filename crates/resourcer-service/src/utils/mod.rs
pub mod defer;
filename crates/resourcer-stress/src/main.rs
use std::path::PathBuf;
use std::time::Duration;

use anyhow::{Context, Result};
use clap::Parser;

use resourcer_service::config::Config as ResourcerConfig;

use crate::stresstest::perform_stresstest;
use crate::workloads::WorkloadsConfig;

mod logging;
mod stresstest;
mod workloads;

/// Command line interface parser.
#[derive(Parser)]
struct Cli {
    /// Path to your configuration file.
    #[arg(long, short, value_name = "FILE")]
    config: Option<PathBuf>,

    /// Path to the workload definition file.
    #[arg(long, short, value_name = "FILE")]
    workloads: PathBuf,

    /// Duration of the stresstest.
    #[arg(long, short, value_parser = humantime::parse_duration)]
    duration: Duration,

    /// Whether to initialize logging, with all output discarded.
    #[arg(long, default_value_t = false)]
    tracing: bool,

    /// Whether to report metrics to a local statsd sink.
    #[arg(long, default_value_t = false)]
    metrics: bool,

    /// Whether to report to a local sentry sink.
    #[arg(long, default_value_t = false)]
    sentry: bool,
}

fn main() -> Result<()> {
    let cli = Cli::parse();

    // parse configs
    let workloads_file =
        std::fs::File::open(&cli.workloads).context("failed to open workloads file")?;
    let workloads: WorkloadsConfig =
        serde_yaml::from_reader(workloads_file).context("failed to parse workloads YAML")?;

    let config_path = cli.config;
    let service_config = ResourcerConfig::get(config_path.as_deref())?;

    let runtime = tokio::runtime::Builder::new_multi_thread()
        .enable_all()
        .build()
        .context("failed to start the runtime")?;

    let mut logging_guard = logging::init(logging::Config {
        backtraces: true,
        tracing: cli.tracing,
        metrics: cli.metrics,
        sentry: cli.sentry,
    })?;

    runtime.block_on(async move {
        if let Some(http_sink) = logging_guard.http_sink.take() {
            tokio::spawn(http_sink);
        }
        if let Some(udp_sink) = logging_guard.udp_sink.take() {
            tokio::spawn(udp_sink);
        }

        perform_stresstest(service_config, workloads, cli.duration).await
    })?;

    Ok(())
}
use tracing_subscriber::fmt::time::UtcTime;
use tracing_subscriber::fmt::{MakeWriter, fmt};
use tracing_subscriber::prelude::*;
use tracing_subscriber::util::SubscriberInitExt;

use crate::config::{LogFormat, Logging};

/// Installs a global JSON subscriber which also forwards events to sentry.
pub fn init_json_logging<W>(env_filter: &str, make_writer: W)
where
    W: for<'writer> MakeWriter<'writer> + Send + Sync + 'static,
{
    fmt()
        .with_timer(UtcTime::rfc_3339())
        .with_target(true)
        .with_env_filter(env_filter)
        .json()
        .flatten_event(true)
        .with_current_span(true)
        .with_span_list(true)
        .with_file(true)
        .with_line_number(true)
        .with_writer(make_writer)
        .finish()
        .with(sentry::integrations::tracing::layer())
        .init();
}

/// Installs a global subscriber as configured, writing to stderr.
///
/// The `RUST_LOG` environment variable takes precedence over the configured level.
pub fn init_logging(config: &Logging) {
    let filter = std::env::var("RUST_LOG").unwrap_or_else(|_| {
        format!(
            "{level},resourcer_service={level}",
            level = config.level.to_string().to_lowercase()
        )
    });

    match config.format {
        LogFormat::Json => init_json_logging(&filter, std::io::stderr),
        LogFormat::Simplified => fmt()
            .with_timer(UtcTime::rfc_3339())
            .with_target(false)
            .with_env_filter(filter.as_str())
            .with_writer(std::io::stderr)
            .finish()
            .with(sentry::integrations::tracing::layer())
            .init(),
    }
}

--- TASK GOAL ---
Every piece of the data is to be set down again exactly.

--- WRITTEN ANSWER ---
filename crates/resourcer-service/src/utils/mod.rs
pub mod defer;
filename crates/resourcer-stress/src/main.rs
use std::path::PathBuf;
use std::time::Duration;

use anyhow::{Context, Result};
use clap::Parser;

use resourcer_service::config::Config as ResourcerConfig;

use crate::stresstest::perform_stresstest;
use crate::workloads::WorkloadsConfig;

mod logging;
mod stresstest;
mod workloads;

/// Command line interface parser.
#[derive(Parser)]
struct Cli {
    /// Path to your configuration file.
    #[arg(long, short, value_name = "FILE")]
    config: Option<PathBuf>,

    /// Path to the workload definition file.
    #[arg(long, short, value_name = "FILE")]
    workloads: PathBuf,

    /// Duration of the stresstest.
    #[arg(long, short, value_parser = humantime::parse_duration)]
    duration: Duration,

    /// Whether to initialize logging, with all output discarded.
    #[arg(long, default_value_t = false)]
    tracing: bool,

    /// Whether to report metrics to a local statsd sink.
    #[arg(long, default_value_t = false)]
    metrics: bool,

    /// Whether to report to a local sentry sink.
    #[arg(long, default_value_t = false)]
    sentry: bool,
}

fn main() -> Result<()> {
    let cli = Cli::parse();

    // parse configs
    let workloads_file =
        std::fs::File::open(&cli.workloads).context("failed to open workloads file")?;
    let workloads: WorkloadsConfig =
        serde_yaml::from_reader(workloads_file).context("failed to parse workloads YAML")?;

    let config_path = cli.config;
    let service_config = ResourcerConfig::get(config_path.as_deref())?;

    let runtime = tokio::runtime::Builder::new_multi_thread()
        .enable_all()
        .build()
        .context("failed to start the runtime")?;

    let mut logging_guard = logging::init(logging::Config {
        backtraces: true,
        tracing: cli.tracing,
        metrics: cli.metrics,
        sentry: cli.sentry,
    })?;

    runtime.block_on(async move {
        if let Some(http_sink) = logging_guard.http_sink.take() {
            tokio::spawn(http_sink);
        }
        if let Some(udp_sink) = logging_guard.udp_sink.take() {
            tokio::spawn(udp_sink);
        }

        perform_stresstest(service_config, workloads, cli.duration).await
    })?;

    Ok(())
}
use tracing_subscriber::fmt::time::UtcTime;
use tracing_subscriber::fmt::{MakeWriter, fmt};
use tracing_subscriber::prelude::*;
use tracing_subscriber::util::SubscriberInitExt;

use crate::config::{LogFormat, Logging};

/// Installs a global JSON subscriber which also forwards events to sentry.
pub fn init_json_logging<W>(env_filter: &str, make_writer: W)
where
    W: for<'writer> MakeWriter<'writer> + Send + Sync + 'static,
{
    fmt()
        .with_timer(UtcTime::rfc_3339())
        .with_target(true)
        .with_env_filter(env_filter)
        .json()
        .flatten_event(true)
        .with_current_span(true)
        .with_span_list(true)
        .with_file(true)
        .with_line_number(true)
        .with_writer(make_writer)
        .finish()
        .with(sentry::integrations::tracing::layer())
        .init();
}

/// Installs a global subscriber as configured, writing to stderr.
///
/// The `RUST_LOG` environment variable takes precedence over the configured level.
pub fn init_logging(config: &Logging) {
    let filter = std::env::var("RUST_LOG").unwrap_or_else(|_| {
        format!(
            "{level},resourcer_service={level}",
            level = config.level.to_string().to_lowercase()
        )
    });

    match config.format {
        LogFormat::Json => init_json_logging(&filter, std::io::stderr),
        LogFormat::Simplified => fmt()
            .with_timer(UtcTime::rfc_3339())
            .with_target(false)
            .with_env_filter(filter.as_str())
            .with_writer(std::io::stderr)
            .finish()
            .with(sentry::integrations::tracing::layer())
            .init(),
    }
}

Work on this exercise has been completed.